The $x$-coordinate of the center of a parabola $ax^2 + bx + c$ is $$-\frac{b}{2a}$$
If we look at the quadratic formula
$$\frac{-b \pm \sqrt{b^2 – 4ac}}{2a}$$
we can see that it specifies two points at a certain offset from the center
$$-\frac{b}{2a} \pm \frac{\sqrt{b^2 – 4ac}}{2a}$$
This means that $\frac{\sqrt{b^2 – 4ac}}{2a}$ is the (horizontal) distance from the vertex to the roots.
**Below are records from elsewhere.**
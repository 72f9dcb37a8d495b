use thiserror::Error;

pub type Result<T> = std::result::Result<T, Error>;

#[derive(Error, Debug)]
pub enum Error {
    #[error("IO error: {0}")]
    Io(#[from] std::io::Error),

    #[error("JSON error: {0}")]
    Json(#[from] serde_json::Error),

    #[error("Configuration error: {0}")]
    Config(String),

    #[error("Not found: {0}")]
    NotFound(String),

    #[error("Invalid input: {0}")]
    InvalidInput(String),

    /// A result file exists but is not a list of plates.
    #[error("Invalid JSON in {path}: {reason}")]
    InvalidJson { path: String, reason: String },

    #[error("Upload failed: {0}")]
    Upload(String),

    #[error("Video error: {0}")]
    Video(String),

    #[error("Detection error: {0}")]
    Detection(String),

    #[error("OCR error: {0}")]
    Ocr(String),
}
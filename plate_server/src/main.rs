use std::net::SocketAddr;
use std::path::PathBuf;

use clap::Parser;
use plate_common::uploader::ArtifactUploader;
use plate_common::Config;
use plate_server::{build_router, AppState};
use tokio::signal;
use tracing_subscriber::EnvFilter;

#[derive(Parser)]
#[command(name = "plate_server", about = "Upload, scan and compare traffic videos over HTTP")]
struct Cli {
    /// TOML configuration file, also handed to the scanner.
    #[arg(long, env = "PLATE_WATCH_CONFIG")]
    config: Option<PathBuf>,

    /// Overrides `server.host`.
    #[arg(long)]
    host: Option<String>,

    /// Overrides `server.port`.
    #[arg(long)]
    port: Option<u16>,

    /// Log level (trace, debug, info, warn, error).
    #[arg(long, default_value = "info")]
    log_level: String,
}

#[tokio::main]
async fn main() -> anyhow::Result<()> {
    let cli = Cli::parse();

    tracing_subscriber::fmt()
        .with_env_filter(
            EnvFilter::try_from_default_env().unwrap_or_else(|_| EnvFilter::new(&cli.log_level)),
        )
        .with_target(true)
        .init();

    tracing::info!("plate_server v{}", env!("CARGO_PKG_VERSION"));

    let mut config = Config::load_or_default(cli.config.as_deref())?;
    if let Some(host) = cli.host {
        config.server.host = host;
    }
    if let Some(port) = cli.port {
        config.server.port = port;
    }

    let uploader = ArtifactUploader::from_config(&config.storage).await;
    if !uploader.is_enabled() {
        tracing::info!("no storage bucket configured, artifacts stay local");
    }
    let state = AppState::new(&config, cli.config.as_deref(), uploader);
    let app = build_router(state);

    let addr: SocketAddr = format!("{}:{}", config.server.host, config.server.port).parse()?;
    let listener = tokio::net::TcpListener::bind(addr).await?;
    tracing::info!(%addr, "listening");

    axum::serve(listener, app)
        .with_graceful_shutdown(shutdown_signal())
        .await?;

    tracing::info!("server stopped");
    Ok(())
}

async fn shutdown_signal() {
    if let Err(e) = signal::ctrl_c().await {
        tracing::error!(error = %e, "cannot listen for shutdown signal");
        std::future::pending::<()>().await;
    }
    tracing::info!("shutdown signal received");
}
//! Best-effort copies of scan artifacts to S3.

use std::path::Path;

use aws_sdk_s3::error::DisplayErrorContext;
use aws_sdk_s3::primitives::ByteStream;
use aws_sdk_s3::Client;
use tracing::{debug, info, warn};

use crate::config::StorageConfig;
use crate::{Error, Result};

pub fn crop_key(video_stem: &str, crop_file: &str) -> String {
    format!("violations/{video_stem}/{crop_file}")
}

pub fn result_key(result_file: &str) -> String {
    format!("results/{result_file}")
}

pub fn summary_key(summary_file: &str) -> String {
    format!("violations/{summary_file}")
}

#[derive(Clone)]
pub struct S3Uploader {
    client: Client,
    bucket: String,
}

impl S3Uploader {
    /// Credentials and region come from the default AWS provider chain.
    pub async fn from_env(bucket: impl Into<String>) -> Self {
        let sdk_config = aws_config::load_from_env().await;
        Self {
            client: Client::new(&sdk_config),
            bucket: bucket.into(),
        }
    }

    pub fn bucket(&self) -> &str {
        &self.bucket
    }

    pub async fn upload(&self, local_path: &Path, key: &str) -> Result<()> {
        let body = ByteStream::from_path(local_path)
            .await
            .map_err(|e| Error::Upload(format!("{}: {e}", local_path.display())))?;
        self.client
            .put_object()
            .bucket(&self.bucket)
            .key(key)
            .body(body)
            .send()
            .await
            .map_err(|e| Error::Upload(DisplayErrorContext(e).to_string()))?;
        Ok(())
    }
}

/// Uploader that may be switched off by configuration.
#[derive(Clone, Default)]
pub struct ArtifactUploader {
    inner: Option<S3Uploader>,
}

impl ArtifactUploader {
    pub async fn from_config(storage: &StorageConfig) -> Self {
        match &storage.bucket {
            Some(bucket) => Self {
                inner: Some(S3Uploader::from_env(bucket.clone()).await),
            },
            None => Self::disabled(),
        }
    }

    pub fn disabled() -> Self {
        Self { inner: None }
    }

    pub fn is_enabled(&self) -> bool {
        self.inner.is_some()
    }

    /// Never fails: upload errors are logged and swallowed.
    pub async fn upload_best_effort(&self, local_path: &Path, key: &str) -> bool {
        let Some(uploader) = &self.inner else {
            debug!(key, "no bucket configured, skipping upload");
            return false;
        };
        match uploader.upload(local_path, key).await {
            Ok(()) => {
                info!(bucket = uploader.bucket(), key, "uploaded artifact");
                true
            }
            Err(e) => {
                warn!(path = %local_path.display(), key, error = %e, "upload failed");
                false
            }
        }
    }
}
use axum::extract::rejection::{JsonRejection, QueryRejection};
use axum::http::StatusCode;
use axum::response::{IntoResponse, Response};
use axum::Json;
use serde_json::json;

/// Handler errors, rendered as `{"error": ...}` bodies.
#[derive(Debug)]
pub enum ApiError {
    BadRequest(String),
    NotFound(String),
    Internal(String),
    /// The scanner ran and failed; `details` carries its diagnostics.
    ProcessingFailed { details: String },
}

impl From<plate_common::Error> for ApiError {
    fn from(error: plate_common::Error) -> Self {
        match error {
            plate_common::Error::NotFound(what) => ApiError::NotFound(what),
            plate_common::Error::InvalidInput(what) => ApiError::BadRequest(what),
            plate_common::Error::InvalidJson { .. } => {
                ApiError::Internal("Invalid JSON format".to_string())
            }
            other => ApiError::Internal(other.to_string()),
        }
    }
}

impl From<std::io::Error> for ApiError {
    fn from(error: std::io::Error) -> Self {
        ApiError::Internal(error.to_string())
    }
}

impl From<JsonRejection> for ApiError {
    fn from(rejection: JsonRejection) -> Self {
        ApiError::BadRequest(rejection.body_text())
    }
}

impl From<QueryRejection> for ApiError {
    fn from(rejection: QueryRejection) -> Self {
        ApiError::BadRequest(rejection.body_text())
    }
}

impl IntoResponse for ApiError {
    fn into_response(self) -> Response {
        let (status, body) = match self {
            ApiError::BadRequest(message) => (StatusCode::BAD_REQUEST, json!({ "error": message })),
            ApiError::NotFound(message) => (StatusCode::NOT_FOUND, json!({ "error": message })),
            ApiError::Internal(message) => {
                tracing::error!(error = %message, "internal error");
                (StatusCode::INTERNAL_SERVER_ERROR, json!({ "error": message }))
            }
            ApiError::ProcessingFailed { details } => {
                tracing::error!(%details, "processing failed");
                (
                    StatusCode::INTERNAL_SERVER_ERROR,
                    json!({ "error": "Processing failed", "details": details }),
                )
            }
        };

        (status, Json(body)).into_response()
    }
}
If I squint, the two squared-ish quantities being subtracted under a square root sign reminds me of the Euclidean distance formula
$$\sqrt{(x_0 – x_1)^2 + (y_0 – y_1)^2}$$
Is there a connection? If not, is there any intuitive or geometric reason why $\frac{\sqrt{b^2 – 4ac}}{2a}$ should be the horizontal distance from the vertex to the roots?
Best Answer
Suppose that $a\ne 0$ and $b^2-4ac\geq 0$. Let $f(x)=ax^2+bx+c$ and $$ x_0= -\frac{b}{2a},\; x_1=\frac{-b+\sqrt{b^2-4ac}}{2a}, \;x_2=\frac{-b-\sqrt{b^2-4ac}}{2a}. $$ It follows that $$ y_0=f(x_0)=\frac{-b^2+4ac}{4a},\;y_1=f(x_1)=0, \; y_2=f(x_2)=0. $$ The distances from vertex to roots: $$ d_1=\sqrt{(x_1-x_0)^2+(y_1-y_0)^2}=\sqrt{\left(-\frac{b}{2a}-\frac{-b+\sqrt{b^2-4ac}}{2a}\right)^2+\left(\frac{-b^2+4ac}{4a}\right)^2}=\frac{\sqrt{(b^2-4ac)^2+4(b^2-4ac)}}{4|a|}>\frac{\sqrt{b^2-4ac}}{2|a|}, $$ $$ d_2=\sqrt{(x_2-x_0)^2+(y_2-y_0)^2}=\sqrt{\left(-\frac{b}{2a}-\frac{-b-\sqrt{b^2-4ac}}{2a}\right)^2+\left(\frac{-b^2+4ac}{4a}\right)^2}=\frac{\sqrt{(b^2-4ac)^2+4(b^2-4ac)}}{4|a|}>\frac{\sqrt{b^2-4ac}}{2|a|}. $$